Le sort est scellé. Tous les mots vont disparaître sauf douze verbes d’action qui résument sommairement les besoins primaires de l’homme sans artifice ni superflu. Les actions de représailles sont terribles. La bibliothèque du Capitan contenant les plus rares et précieux dictionnaires du monde est brûlée. On capture les mots, on les met dans des cages et on les renvoie dans leurs pays d’origine… Mais c’est sans compter sur le caractère vif et combatif des écoliers de l’institutrice Mademoiselle Laurencin.
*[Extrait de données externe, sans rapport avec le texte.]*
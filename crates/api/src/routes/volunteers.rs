use axum::routing::get;
use axum::Router;

use crate::handlers::volunteers;
use crate::state::AppState;

pub fn routes() -> Router<AppState> {
    Router::new()
        .route(
            "/volunteers",
            get(volunteers::list_volunteers).post(volunteers::create_volunteer),
        )
        .route(
            "/volunteers/{id}",
            get(volunteers::get_volunteer)
                .put(volunteers::update_volunteer)
                .delete(volunteers::delete_volunteer),
        )
}
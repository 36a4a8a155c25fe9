use axum::routing::get;
use axum::Router;

use crate::handlers::gallery;
use crate::state::AppState;

pub fn routes() -> Router<AppState> {
    Router::new().route("/gallery", get(gallery::list_gallery))
}
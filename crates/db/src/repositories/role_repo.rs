//! Repository for the `roles` table.

use sqlx::PgPool;

use khayr_core::types::DbId;

use crate::models::role::Role;

/// Column list shared across queries to avoid repetition.
const COLUMNS: &str = "id, name, description, created_at, updated_at";

/// Provides read operations for roles.
pub struct RoleRepo;

impl RoleRepo {
    /// Find a role by its internal ID.
    pub async fn find_by_id(pool: &PgPool, id: DbId) -> Result<Option<Role>, sqlx::Error> {
        let query = format!("SELECT {COLUMNS} FROM roles WHERE id = $1");
        sqlx::query_as::<_, Role>(&query)
            .bind(id)
            .fetch_optional(pool)
            .await
    }

    /// Find a role by name (case-sensitive).
    pub async fn find_by_name(pool: &PgPool, name: &str) -> Result<Option<Role>, sqlx::Error> {
        let query = format!("SELECT {COLUMNS} FROM roles WHERE name = $1");
        sqlx::query_as::<_, Role>(&query)
            .bind(name)
            .fetch_optional(pool)
            .await
    }

    /// Resolve a role ID to its name, returning `"unknown"` if the ID is
    /// missing.
    pub async fn resolve_name(pool: &PgPool, role_id: DbId) -> Result<String, sqlx::Error> {
        Ok(Self::find_by_id(pool, role_id)
            .await?
            .map(|r| r.name)
            .unwrap_or_else(|| "unknown".to_string()))
    }
}
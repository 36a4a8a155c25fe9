//! Public gallery feed. No authentication: this backs the public site.

use axum::extract::{Query, State};
use axum::Json;
use serde::Deserialize;

use khayr_core::media::filter_by_category;
use khayr_db::models::category_image::GalleryItem;
use khayr_db::repositories::CategoryImageRepo;

use crate::error::AppResult;
use crate::response::DataResponse;
use crate::state::AppState;

/// Query parameters for `GET /gallery`.
#[derive(Debug, Deserialize)]
pub struct GalleryQuery {
    /// Category label to filter by. Absent or the all-sentinel shows
    /// everything.
    pub category: Option<String>,
}

/// GET /api/v1/gallery?category=…
pub async fn list_gallery(
    State(state): State<AppState>,
    Query(params): Query<GalleryQuery>,
) -> AppResult<Json<DataResponse<Vec<GalleryItem>>>> {
    let items = CategoryImageRepo::list_gallery(&state.pool).await?;
    let data = filter_by_category(items, params.category.as_deref(), |item| {
        &item.category_name
    });
    Ok(Json(DataResponse { data }))
}
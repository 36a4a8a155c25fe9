//! Building-volunteer assignment model and DTOs.

use serde::{Deserialize, Serialize};
use sqlx::FromRow;

use khayr_core::types::{DbId, Timestamp};

/// An assignment row from the `building_assignments` table.
#[derive(Debug, Clone, FromRow, Serialize)]
pub struct BuildingAssignment {
    pub id: DbId,
    pub building_id: DbId,
    pub volunteer_id: DbId,
    pub apartment_number: Option<String>,
    pub donor_number: Option<String>,
    pub notes: Option<String>,
    pub created_at: Timestamp,
}

/// An assignment joined with the volunteer it points at, as the buildings
/// screen displays it.
#[derive(Debug, Clone, FromRow, Serialize)]
pub struct AssignmentWithVolunteer {
    pub id: DbId,
    pub building_id: DbId,
    pub volunteer_id: DbId,
    pub apartment_number: Option<String>,
    pub donor_number: Option<String>,
    pub notes: Option<String>,
    pub created_at: Timestamp,
    pub volunteer_name: String,
    pub volunteer_working_area: Option<String>,
}

/// DTO for assigning a volunteer to a building. The building id comes from
/// the URL path.
#[derive(Debug, Deserialize)]
pub struct CreateAssignment {
    pub volunteer_id: DbId,
    pub apartment_number: Option<String>,
    pub donor_number: Option<String>,
    pub notes: Option<String>,
}
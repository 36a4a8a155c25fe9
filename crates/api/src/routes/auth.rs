use axum::routing::{get, post};
use axum::Router;

use crate::handlers::auth;
use crate::state::AppState;

pub fn routes() -> Router<AppState> {
    Router::new()
        .route("/auth/login", post(auth::login))
        .route("/auth/refresh", post(auth::refresh))
        .route("/auth/logout", post(auth::logout))
        .route("/auth/me", get(auth::me))
}
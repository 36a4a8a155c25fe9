use axum::routing::get;
use axum::Router;

use crate::handlers::dashboard;
use crate::state::AppState;

pub fn routes() -> Router<AppState> {
    Router::new().route("/dashboard/summary", get(dashboard::summary))
}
Avec elle, ils vont jusqu’au bout de la lutte, livrent un combat sans merci contre les oppresseurs des mots !
La fabrique des mots est indéniablement un récit drôle et sérieux à la fois. Erik Orsenna a su bien saisir l’hétérogénéité et la diversité d’une classe. Il a réussi à extirper les situations comiques et des facéties d’enfants pour faire sourire le lecteur, grand ou petit. Drôle aussi ce couple de sœurs militantes pour la défense du Latin et du Grec qui, bien qu’inséparables, ne parviennent pas à placer un mot sans se chamailler ! Cependant, le sujet de fond n’est pas pour autant négligé. Notre auteur est un nouveau Joachim du Bellay car son texte peut être lu comme une nouvelle « Défense et illustration de la langue française ». Il montre au travers de leçons ludiques sur les préfixes, suffixes et compagnie la richesse foisonnante de cette merveilleuse langue. Il insiste sur son incroyable capacité à absorber les mots nouveaux venant de la mondialisation. Cette assimilation linguistique lui donne de la force et de la vigueur. Le parler français connaît une vitalité sans précédent grâce à l’apport des langues de quartiers et de dialectes. Il désamorce ainsi la peur de l’uniformisation découlant de la globalisation et celle de l’autre, le barbare. La fabrique des mots est un formidable ouvrage qui rend hommage à la circulation des mots par voie orale (très usitée dans les sociétés traditionnelles et reprise ici) et par voie écrite. Le récit montre aussi l’importance des mots dans une véritable démocratie. Ils permettent la circulation de la pensée et de la communication. La suppression des mots entraîne une sclérose de la société. Ce n’est pas pour rien que le dictateur se nomme Nécrole. Erik Orsenna par facétie fait un clin d’œil certainement à « nécropole », la cité des morts ou de la mort. Derrière la poésie et la vivacité de son message, se cache une puissante attaque contre le pouvoir arbitraire qui opprime, et supprime le mot et donc la parole d’opposant.
« Si nous perdons nos mots, plus besoin d’incendier les livres, personne ne pourra plus rien raconter. Et sans raconter, comment voulez-vous comprendre ? »
Cette situation renvoie à un autre roman magnifiquement écrit. Il s’agit de Cristallisation secrète de Yoko Ogawa. Ainsi à des milliers de kilomètres qui les séparent, ces auteurs s’interrogent sur la même problématique : le pouvoir de désigner un objet, une chose, un être par son nom. Le titre La fabrique des mots s’explique de lui-même au chapitre 23. C’est le plus long car il est le cœur de la réflexion de l’auteur. Il constitue aussi un moment de vérité pour les enfants et la nécessité du combat pour sauvegarder un idéal.